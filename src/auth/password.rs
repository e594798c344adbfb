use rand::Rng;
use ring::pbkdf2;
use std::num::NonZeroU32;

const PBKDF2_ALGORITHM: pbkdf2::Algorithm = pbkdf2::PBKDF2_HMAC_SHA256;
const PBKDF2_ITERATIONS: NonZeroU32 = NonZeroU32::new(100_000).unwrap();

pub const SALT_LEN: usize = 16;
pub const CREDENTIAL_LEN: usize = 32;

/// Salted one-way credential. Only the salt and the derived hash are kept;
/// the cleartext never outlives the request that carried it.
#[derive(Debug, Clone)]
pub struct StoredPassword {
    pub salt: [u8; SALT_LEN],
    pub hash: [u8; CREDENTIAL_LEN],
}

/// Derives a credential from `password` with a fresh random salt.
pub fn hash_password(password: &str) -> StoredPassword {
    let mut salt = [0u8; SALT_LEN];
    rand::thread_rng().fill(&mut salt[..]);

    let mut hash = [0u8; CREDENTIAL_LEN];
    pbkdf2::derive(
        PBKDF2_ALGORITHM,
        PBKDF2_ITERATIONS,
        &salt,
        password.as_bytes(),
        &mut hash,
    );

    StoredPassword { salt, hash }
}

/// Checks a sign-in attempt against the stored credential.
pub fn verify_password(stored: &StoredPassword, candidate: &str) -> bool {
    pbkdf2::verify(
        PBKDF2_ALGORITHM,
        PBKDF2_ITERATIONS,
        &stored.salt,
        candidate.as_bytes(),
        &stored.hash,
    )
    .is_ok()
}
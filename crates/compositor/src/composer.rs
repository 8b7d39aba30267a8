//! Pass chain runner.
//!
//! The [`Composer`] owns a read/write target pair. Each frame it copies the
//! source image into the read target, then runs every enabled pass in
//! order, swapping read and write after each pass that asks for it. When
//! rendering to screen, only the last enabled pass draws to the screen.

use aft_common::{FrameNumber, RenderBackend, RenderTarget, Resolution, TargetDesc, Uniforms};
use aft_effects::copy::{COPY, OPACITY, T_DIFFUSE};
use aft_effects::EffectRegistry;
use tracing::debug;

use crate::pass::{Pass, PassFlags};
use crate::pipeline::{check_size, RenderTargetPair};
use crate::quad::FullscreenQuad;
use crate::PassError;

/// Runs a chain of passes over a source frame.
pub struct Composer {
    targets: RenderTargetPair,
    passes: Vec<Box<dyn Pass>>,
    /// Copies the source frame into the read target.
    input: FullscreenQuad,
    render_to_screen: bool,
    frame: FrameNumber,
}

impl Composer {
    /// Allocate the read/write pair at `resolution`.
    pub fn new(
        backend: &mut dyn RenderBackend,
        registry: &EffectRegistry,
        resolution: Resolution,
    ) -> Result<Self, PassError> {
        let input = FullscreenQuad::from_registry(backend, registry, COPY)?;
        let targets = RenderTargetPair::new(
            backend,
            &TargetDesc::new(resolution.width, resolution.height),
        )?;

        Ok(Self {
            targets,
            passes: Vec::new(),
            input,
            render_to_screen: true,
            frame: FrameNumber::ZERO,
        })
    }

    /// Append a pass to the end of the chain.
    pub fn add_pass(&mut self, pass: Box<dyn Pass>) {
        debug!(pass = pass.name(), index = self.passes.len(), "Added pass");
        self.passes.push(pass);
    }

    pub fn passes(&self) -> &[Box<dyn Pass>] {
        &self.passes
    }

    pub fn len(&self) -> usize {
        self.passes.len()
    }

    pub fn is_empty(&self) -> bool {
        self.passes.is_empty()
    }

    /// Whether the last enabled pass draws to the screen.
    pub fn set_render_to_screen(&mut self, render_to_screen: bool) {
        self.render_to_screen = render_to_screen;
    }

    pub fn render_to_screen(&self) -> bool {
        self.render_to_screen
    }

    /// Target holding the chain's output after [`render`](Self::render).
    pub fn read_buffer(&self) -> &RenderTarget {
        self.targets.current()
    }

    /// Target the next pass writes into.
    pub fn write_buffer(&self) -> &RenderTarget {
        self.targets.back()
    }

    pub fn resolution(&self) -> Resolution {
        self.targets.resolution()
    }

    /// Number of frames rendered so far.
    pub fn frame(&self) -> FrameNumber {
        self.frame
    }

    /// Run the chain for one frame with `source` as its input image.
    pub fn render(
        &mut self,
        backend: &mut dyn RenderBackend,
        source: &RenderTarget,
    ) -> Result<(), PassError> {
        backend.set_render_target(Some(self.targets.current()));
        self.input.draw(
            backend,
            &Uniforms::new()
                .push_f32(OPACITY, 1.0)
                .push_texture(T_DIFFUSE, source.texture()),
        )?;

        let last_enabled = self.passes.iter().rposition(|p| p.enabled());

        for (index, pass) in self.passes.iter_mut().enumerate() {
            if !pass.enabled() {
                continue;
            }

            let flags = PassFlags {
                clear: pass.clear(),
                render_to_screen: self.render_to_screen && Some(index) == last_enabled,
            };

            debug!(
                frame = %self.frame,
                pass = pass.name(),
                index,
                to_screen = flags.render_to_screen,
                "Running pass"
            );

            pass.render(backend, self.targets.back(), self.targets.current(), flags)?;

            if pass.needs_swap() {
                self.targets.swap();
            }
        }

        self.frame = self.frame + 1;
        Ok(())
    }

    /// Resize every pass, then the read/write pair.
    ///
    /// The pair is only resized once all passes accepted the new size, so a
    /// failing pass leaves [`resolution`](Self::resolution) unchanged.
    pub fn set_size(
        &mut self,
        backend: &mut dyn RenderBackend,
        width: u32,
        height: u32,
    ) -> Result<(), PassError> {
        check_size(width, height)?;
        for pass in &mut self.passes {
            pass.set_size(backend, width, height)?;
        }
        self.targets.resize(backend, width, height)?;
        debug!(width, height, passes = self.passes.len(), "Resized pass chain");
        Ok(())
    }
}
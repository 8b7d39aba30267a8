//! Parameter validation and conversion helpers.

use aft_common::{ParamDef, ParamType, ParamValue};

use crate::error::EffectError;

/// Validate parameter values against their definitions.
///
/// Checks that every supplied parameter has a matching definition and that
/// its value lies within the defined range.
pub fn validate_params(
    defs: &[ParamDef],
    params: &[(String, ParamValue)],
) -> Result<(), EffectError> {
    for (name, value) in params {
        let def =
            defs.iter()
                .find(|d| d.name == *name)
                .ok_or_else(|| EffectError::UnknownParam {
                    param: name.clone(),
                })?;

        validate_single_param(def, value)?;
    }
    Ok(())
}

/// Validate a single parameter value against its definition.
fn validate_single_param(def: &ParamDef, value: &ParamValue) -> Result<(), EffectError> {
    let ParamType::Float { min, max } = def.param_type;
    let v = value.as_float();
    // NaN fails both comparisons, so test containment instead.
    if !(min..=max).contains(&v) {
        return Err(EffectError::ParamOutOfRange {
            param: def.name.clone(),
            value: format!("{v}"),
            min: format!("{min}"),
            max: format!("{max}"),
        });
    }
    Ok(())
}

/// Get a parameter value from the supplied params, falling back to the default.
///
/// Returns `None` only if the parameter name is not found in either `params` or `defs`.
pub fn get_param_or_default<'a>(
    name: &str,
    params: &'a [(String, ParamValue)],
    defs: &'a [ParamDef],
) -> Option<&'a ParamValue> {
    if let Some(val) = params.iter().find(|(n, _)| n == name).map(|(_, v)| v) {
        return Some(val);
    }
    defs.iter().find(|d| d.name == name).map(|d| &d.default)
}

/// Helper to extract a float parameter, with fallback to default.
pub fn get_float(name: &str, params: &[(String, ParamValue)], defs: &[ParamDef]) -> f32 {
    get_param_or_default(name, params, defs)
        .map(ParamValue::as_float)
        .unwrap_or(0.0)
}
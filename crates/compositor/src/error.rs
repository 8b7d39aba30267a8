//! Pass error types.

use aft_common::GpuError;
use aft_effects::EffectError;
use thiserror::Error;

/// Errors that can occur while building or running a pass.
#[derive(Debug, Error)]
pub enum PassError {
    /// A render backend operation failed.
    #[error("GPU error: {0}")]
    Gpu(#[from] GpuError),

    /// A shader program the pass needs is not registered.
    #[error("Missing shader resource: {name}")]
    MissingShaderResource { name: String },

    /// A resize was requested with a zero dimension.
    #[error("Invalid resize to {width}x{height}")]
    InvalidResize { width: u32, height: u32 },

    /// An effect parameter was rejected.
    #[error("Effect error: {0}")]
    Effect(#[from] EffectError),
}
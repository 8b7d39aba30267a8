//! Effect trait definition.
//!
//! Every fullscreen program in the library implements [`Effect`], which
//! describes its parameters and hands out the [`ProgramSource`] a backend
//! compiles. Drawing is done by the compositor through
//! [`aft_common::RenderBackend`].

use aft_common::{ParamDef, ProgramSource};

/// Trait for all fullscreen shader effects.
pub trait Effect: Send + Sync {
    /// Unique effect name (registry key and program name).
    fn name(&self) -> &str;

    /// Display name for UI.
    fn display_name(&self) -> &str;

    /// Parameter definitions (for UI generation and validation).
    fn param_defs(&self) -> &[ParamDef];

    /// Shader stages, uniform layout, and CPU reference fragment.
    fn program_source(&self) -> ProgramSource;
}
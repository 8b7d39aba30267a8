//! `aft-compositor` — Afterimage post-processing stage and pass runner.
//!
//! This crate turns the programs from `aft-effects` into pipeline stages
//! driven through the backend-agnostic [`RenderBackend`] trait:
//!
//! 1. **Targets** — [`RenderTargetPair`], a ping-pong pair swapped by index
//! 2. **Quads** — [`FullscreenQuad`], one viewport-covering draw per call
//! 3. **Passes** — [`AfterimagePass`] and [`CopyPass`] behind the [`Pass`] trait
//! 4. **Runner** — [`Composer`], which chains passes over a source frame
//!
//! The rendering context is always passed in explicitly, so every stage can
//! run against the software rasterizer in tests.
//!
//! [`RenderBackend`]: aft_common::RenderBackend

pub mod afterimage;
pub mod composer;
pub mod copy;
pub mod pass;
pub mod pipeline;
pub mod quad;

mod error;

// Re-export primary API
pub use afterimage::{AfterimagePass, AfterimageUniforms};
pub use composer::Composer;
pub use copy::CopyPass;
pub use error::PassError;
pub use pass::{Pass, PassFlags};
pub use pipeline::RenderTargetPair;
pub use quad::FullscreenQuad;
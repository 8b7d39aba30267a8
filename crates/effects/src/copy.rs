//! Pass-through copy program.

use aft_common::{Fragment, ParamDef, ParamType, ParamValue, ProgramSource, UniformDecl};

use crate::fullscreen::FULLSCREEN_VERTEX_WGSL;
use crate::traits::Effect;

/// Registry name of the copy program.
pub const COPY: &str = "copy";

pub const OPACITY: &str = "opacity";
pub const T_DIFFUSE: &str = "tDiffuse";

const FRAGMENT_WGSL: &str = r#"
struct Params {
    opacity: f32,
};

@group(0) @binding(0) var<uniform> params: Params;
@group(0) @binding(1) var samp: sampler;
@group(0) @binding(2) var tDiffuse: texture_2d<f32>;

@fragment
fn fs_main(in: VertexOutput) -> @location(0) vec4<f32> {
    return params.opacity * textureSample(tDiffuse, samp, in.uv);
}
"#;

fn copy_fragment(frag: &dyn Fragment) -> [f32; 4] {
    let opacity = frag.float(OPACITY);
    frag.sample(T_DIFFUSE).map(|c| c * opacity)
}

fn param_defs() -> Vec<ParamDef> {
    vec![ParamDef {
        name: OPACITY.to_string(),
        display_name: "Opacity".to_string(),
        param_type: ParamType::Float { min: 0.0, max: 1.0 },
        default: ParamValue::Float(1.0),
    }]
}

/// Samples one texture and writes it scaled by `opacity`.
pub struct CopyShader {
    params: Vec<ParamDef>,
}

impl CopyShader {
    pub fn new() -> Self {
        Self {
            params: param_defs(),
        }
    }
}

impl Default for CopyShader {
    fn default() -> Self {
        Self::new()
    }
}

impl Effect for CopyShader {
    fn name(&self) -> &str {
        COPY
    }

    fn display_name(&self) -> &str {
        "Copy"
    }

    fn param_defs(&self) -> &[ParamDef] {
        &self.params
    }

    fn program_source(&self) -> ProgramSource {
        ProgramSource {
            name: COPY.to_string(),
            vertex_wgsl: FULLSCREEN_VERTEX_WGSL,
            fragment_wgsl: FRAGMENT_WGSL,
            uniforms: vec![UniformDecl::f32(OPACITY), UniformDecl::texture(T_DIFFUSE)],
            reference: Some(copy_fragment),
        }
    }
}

= = =

**EXERCISE AIM**
Please copy, exactly as written, every line in the listing above from the line with "-> Result<Self, PassError>" up to and including the line with "pub fn is_empty(&self)".

**SOLUTION FOR THIS PROBLEM**
    ) -> Result<Self, PassError> {
        let input = FullscreenQuad::from_registry(backend, registry, COPY)?;
        let targets = RenderTargetPair::new(
            backend,
            &TargetDesc::new(resolution.width, resolution.height),
        )?;

        Ok(Self {
            targets,
            passes: Vec::new(),
            input,
            render_to_screen: true,
            frame: FrameNumber::ZERO,
        })
    }

    /// Append a pass to the end of the chain.
    pub fn add_pass(&mut self, pass: Box<dyn Pass>) {
        debug!(pass = pass.name(), index = self.passes.len(), "Added pass");
        self.passes.push(pass);
    }

    pub fn passes(&self) -> &[Box<dyn Pass>] {
        &self.passes
    }

    pub fn len(&self) -> usize {
        self.passes.len()
    }

    pub fn is_empty(&self) -> bool {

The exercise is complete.